Reproduce all the entries precisely.
+ + + + +
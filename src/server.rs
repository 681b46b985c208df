use axum::{
    middleware::from_fn_with_state,
    routing::{get, post},
    Router,
};
use std::time::Duration;
use tokio::signal;
use tower_http::{compression::CompressionLayer, timeout::TimeoutLayer, trace::TraceLayer};
use tracing::{error, info};

use crate::{
    api::handler::{cancel_check, get_check, health_check, trigger_check, AppState},
    middleware::{create_cors_layer, rate_limit_middleware},
};

/// Upper bound on handling one request. Runs themselves are detached from
/// the request and are not subject to it.
const REQUEST_TIMEOUT: Duration = Duration::from_secs(60);

pub fn create_app(state: AppState) -> Router {
    info!("⚙️ Setting up HTTP routes...");

    // Only triggering a run fans out upstream, so only that route is throttled
    let trigger = Router::new()
        .route("/v1/accounts/:address/check", post(trigger_check))
        .route_layer(from_fn_with_state(
            state.limiter.clone(),
            rate_limit_middleware,
        ));

    let app = Router::new()
        .route("/health", get(health_check))
        .route("/v1/checks/:run_id", get(get_check).delete(cancel_check))
        .merge(trigger)
        .layer(CompressionLayer::new())
        .layer(TimeoutLayer::new(REQUEST_TIMEOUT))
        .layer(create_cors_layer())
        .layer(TraceLayer::new_for_http())
        .with_state(state);

    info!("✓ HTTP routes configured");
    app
}

pub async fn run_server(
    app: Router,
    bind_address: &str,
) -> Result<(), Box<dyn std::error::Error>> {
    let listener = tokio::net::TcpListener::bind(bind_address).await?;
    info!("🌐 Server listening on: {}", bind_address);

    axum::serve(listener, app)
        .with_graceful_shutdown(shutdown_signal())
        .await?;
    Ok(())
}

async fn shutdown_signal() {
    let ctrl_c = async {
        if let Err(e) = signal::ctrl_c().await {
            error!("Failed to install Ctrl+C handler: {e}");
            std::future::pending::<()>().await;
        }
    };

    #[cfg(unix)]
    let terminate = async {
        match signal::unix::signal(signal::unix::SignalKind::terminate()) {
            Ok(mut sig) => {
                sig.recv().await;
            }
            Err(e) => {
                error!("Failed to install SIGTERM handler: {e}");
                std::future::pending::<()>().await;
            }
        }
    };

    #[cfg(not(unix))]
    let terminate = std::future::pending::<()>();

    tokio::select! {
        _ = ctrl_c => info!("Received Ctrl+C, shutting down"),
        _ = terminate => info!("Received SIGTERM, shutting down"),
    }
}
use async_trait::async_trait;
use std::sync::Arc;

use crate::address::CanonicalAddress;
use crate::balances::{BalanceSnapshot, Category};
use crate::chains::Chain;
use crate::error::SourceError;

/// One side of a comparison. Both implementations normalize their responses
/// into the same snapshot key space so they can be compared directly.
#[async_trait]
pub trait BalanceSource: Send + Sync {
    /// Short label used in logs ("aggregator", "node")
    fn name(&self) -> &'static str;

    /// URL queried for `category`, reported as provenance on failure.
    fn url(&self, category: Category, address: &CanonicalAddress) -> Result<String, SourceError>;

    async fn fetch_spendable(&self, address: &CanonicalAddress)
        -> Result<BalanceSnapshot, SourceError>;

    async fn fetch_staking(&self, address: &CanonicalAddress)
        -> Result<BalanceSnapshot, SourceError>;

    async fn fetch_unbonding(&self, address: &CanonicalAddress)
        -> Result<BalanceSnapshot, SourceError>;

    async fn fetch(
        &self,
        category: Category,
        address: &CanonicalAddress,
    ) -> Result<BalanceSnapshot, SourceError> {
        match category {
            Category::Spendable => self.fetch_spendable(address).await,
            Category::Staking => self.fetch_staking(address).await,
            Category::Unbonding => self.fetch_unbonding(address).await,
        }
    }
}

/// Builds the per-chain node source. One instance per chain, shared by that
/// chain's three category checks.
pub trait NodeSourceFactory: Send + Sync {
    fn for_chain(&self, chain: &Chain) -> Arc<dyn BalanceSource>;
}
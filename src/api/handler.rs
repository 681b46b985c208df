use axum::{
    extract::{Path, State},
    http::StatusCode,
    Json,
};
use std::sync::Arc;
use tracing::info;
use uuid::Uuid;

use super::models::*;
use crate::{
    address::CanonicalAddress,
    api::runs::RunRegistry,
    engine::ReconciliationEngine,
    error::{AppError, AppResult},
    middleware::RateLimitLayer,
};

#[derive(Clone)]
pub struct AppState {
    pub engine: Arc<ReconciliationEngine>,
    pub runs: Arc<RunRegistry>,
    pub limiter: RateLimitLayer,
}

/// GET /health
pub async fn health_check() -> Json<HealthResponse> {
    Json(HealthResponse {
        status: "ok".to_string(),
        timestamp: chrono::Utc::now(),
    })
}

/// Start a reconciliation for a bech32 address
/// POST /v1/accounts/:address/check
///
/// The chain list is resolved before answering so an unreachable aggregator
/// is reported to the caller instead of inside the run.
pub async fn trigger_check(
    State(state): State<AppState>,
    Path(address): Path<String>,
) -> AppResult<(StatusCode, Json<TriggerCheckResponse>)> {
    let canonical = CanonicalAddress::parse_bech32(&address)
        .map_err(|e| AppError::InvalidAddress(e.to_string()))?;

    let chains = state.engine.directory().list_checkable_chains().await?;
    let chain_names: Vec<String> = chains.iter().map(|c| c.name.clone()).collect();

    let handle = state.engine.spawn_for_chains(chains, canonical.clone());
    let run_id = state
        .runs
        .track(canonical.clone(), chain_names.clone(), handle);

    info!(
        run_id = %run_id,
        address = %address,
        chains = chain_names.len(),
        "reconciliation triggered"
    );

    Ok((
        StatusCode::ACCEPTED,
        Json(TriggerCheckResponse {
            run_id,
            address: canonical.to_string(),
            chains: chain_names,
        }),
    ))
}

/// GET /v1/checks/:run_id
pub async fn get_check(
    State(state): State<AppState>,
    Path(run_id): Path<Uuid>,
) -> AppResult<Json<RunStatusResponse>> {
    let record = state
        .runs
        .get(&run_id)
        .ok_or_else(|| AppError::NotFound(format!("run {}", run_id)))?;

    Ok(Json(RunStatusResponse::from(&record)))
}

/// DELETE /v1/checks/:run_id
pub async fn cancel_check(
    State(state): State<AppState>,
    Path(run_id): Path<Uuid>,
) -> AppResult<StatusCode> {
    if state.runs.cancel(&run_id) {
        Ok(StatusCode::NO_CONTENT)
    } else {
        Err(AppError::NotFound(format!("run {}", run_id)))
    }
}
+ + + + +
*Solution to this exercise*
filename src/server.rs
repository 681b46b985c208df
use axum::{
    middleware::from_fn_with_state,
    routing::{get, post},
    Router,
};
use std::time::Duration;
use tokio::signal;
use tower_http::{compression::CompressionLayer, timeout::TimeoutLayer, trace::TraceLayer};
use tracing::{error, info};

use crate::{
    api::handler::{cancel_check, get_check, health_check, trigger_check, AppState},
    middleware::{create_cors_layer, rate_limit_middleware},
};

/// Upper bound on handling one request. Runs themselves are detached from
/// the request and are not subject to it.
const REQUEST_TIMEOUT: Duration = Duration::from_secs(60);

pub fn create_app(state: AppState) -> Router {
    info!("⚙️ Setting up HTTP routes...");

    // Only triggering a run fans out upstream, so only that route is throttled
    let trigger = Router::new()
        .route("/v1/accounts/:address/check", post(trigger_check))
        .route_layer(from_fn_with_state(
            state.limiter.clone(),
            rate_limit_middleware,
        ));

    let app = Router::new()
        .route("/health", get(health_check))
        .route("/v1/checks/:run_id", get(get_check).delete(cancel_check))
        .merge(trigger)
        .layer(CompressionLayer::new())
        .layer(TimeoutLayer::new(REQUEST_TIMEOUT))
        .layer(create_cors_layer())
        .layer(TraceLayer::new_for_http())
        .with_state(state);

    info!("✓ HTTP routes configured");
    app
}

pub async fn run_server(
    app: Router,
    bind_address: &str,
) -> Result<(), Box<dyn std::error::Error>> {
    let listener = tokio::net::TcpListener::bind(bind_address).await?;
    info!("🌐 Server listening on: {}", bind_address);

    axum::serve(listener, app)
        .with_graceful_shutdown(shutdown_signal())
        .await?;
    Ok(())
}

async fn shutdown_signal() {
    let ctrl_c = async {
        if let Err(e) = signal::ctrl_c().await {
            error!("Failed to install Ctrl+C handler: {e}");
            std::future::pending::<()>().await;
        }
    };

    #[cfg(unix)]
    let terminate = async {
        match signal::unix::signal(signal::unix::SignalKind::terminate()) {
            Ok(mut sig) => {
                sig.recv().await;
            }
            Err(e) => {
                error!("Failed to install SIGTERM handler: {e}");
                std::future::pending::<()>().await;
            }
        }
    };

    #[cfg(not(unix))]
    let terminate = std::future::pending::<()>();

    tokio::select! {
        _ = ctrl_c => info!("Received Ctrl+C, shutting down"),
        _ = terminate => info!("Received SIGTERM, shutting down"),
    }
}
use async_trait::async_trait;
use std::sync::Arc;

use crate::address::CanonicalAddress;
use crate::balances::{BalanceSnapshot, Category};
use crate::chains::Chain;
use crate::error::SourceError;

/// One side of a comparison. Both implementations normalize their responses
/// into the same snapshot key space so they can be compared directly.
#[async_trait]
pub trait BalanceSource: Send + Sync {
    /// Short label used in logs ("aggregator", "node")
    fn name(&self) -> &'static str;

    /// URL queried for `category`, reported as provenance on failure.
    fn url(&self, category: Category, address: &CanonicalAddress) -> Result<String, SourceError>;

    async fn fetch_spendable(&self, address: &CanonicalAddress)
        -> Result<BalanceSnapshot, SourceError>;

    async fn fetch_staking(&self, address: &CanonicalAddress)
        -> Result<BalanceSnapshot, SourceError>;

    async fn fetch_unbonding(&self, address: &CanonicalAddress)
        -> Result<BalanceSnapshot, SourceError>;

    async fn fetch(
        &self,
        category: Category,
        address: &CanonicalAddress,
    ) -> Result<BalanceSnapshot, SourceError> {
        match category {
            Category::Spendable => self.fetch_spendable(address).await,
            Category::Staking => self.fetch_staking(address).await,
            Category::Unbonding => self.fetch_unbonding(address).await,
        }
    }
}

/// Builds the per-chain node source. One instance per chain, shared by that
/// chain's three category checks.
pub trait NodeSourceFactory: Send + Sync {
    fn for_chain(&self, chain: &Chain) -> Arc<dyn BalanceSource>;
}
filename src/api/handler.rs
repository 681b46b985c208df
use axum::{
    extract::{Path, State},
    http::StatusCode,
    Json,
};
use std::sync::Arc;
use tracing::info;
use uuid::Uuid;

use super::models::*;
use crate::{
    address::CanonicalAddress,
    api::runs::RunRegistry,
    engine::ReconciliationEngine,
    error::{AppError, AppResult},
    middleware::RateLimitLayer,
};

#[derive(Clone)]
pub struct AppState {
    pub engine: Arc<ReconciliationEngine>,
    pub runs: Arc<RunRegistry>,
    pub limiter: RateLimitLayer,
}

/// GET /health
pub async fn health_check() -> Json<HealthResponse> {
    Json(HealthResponse {
        status: "ok".to_string(),
        timestamp: chrono::Utc::now(),
    })
}

/// Start a reconciliation for a bech32 address
/// POST /v1/accounts/:address/check
///
/// The chain list is resolved before answering so an unreachable aggregator
/// is reported to the caller instead of inside the run.
pub async fn trigger_check(
    State(state): State<AppState>,
    Path(address): Path<String>,
) -> AppResult<(StatusCode, Json<TriggerCheckResponse>)> {
    let canonical = CanonicalAddress::parse_bech32(&address)
        .map_err(|e| AppError::InvalidAddress(e.to_string()))?;

    let chains = state.engine.directory().list_checkable_chains().await?;
    let chain_names: Vec<String> = chains.iter().map(|c| c.name.clone()).collect();

    let handle = state.engine.spawn_for_chains(chains, canonical.clone());
    let run_id = state
        .runs
        .track(canonical.clone(), chain_names.clone(), handle);

    info!(
        run_id = %run_id,
        address = %address,
        chains = chain_names.len(),
        "reconciliation triggered"
    );

    Ok((
        StatusCode::ACCEPTED,
        Json(TriggerCheckResponse {
            run_id,
            address: canonical.to_string(),
            chains: chain_names,
        }),
    ))
}

/// GET /v1/checks/:run_id
pub async fn get_check(
    State(state): State<AppState>,
    Path(run_id): Path<Uuid>,
) -> AppResult<Json<RunStatusResponse>> {
    let record = state
        .runs
        .get(&run_id)
        .ok_or_else(|| AppError::NotFound(format!("run {}", run_id)))?;

    Ok(Json(RunStatusResponse::from(&record)))
}

/// DELETE /v1/checks/:run_id
pub async fn cancel_check(
    State(state): State<AppState>,
    Path(run_id): Path<Uuid>,
) -> AppResult<StatusCode> {
    if state.runs.cancel(&run_id) {
        Ok(StatusCode::NO_CONTENT)
    } else {
        Err(AppError::NotFound(format!("run {}", run_id)))
    }
}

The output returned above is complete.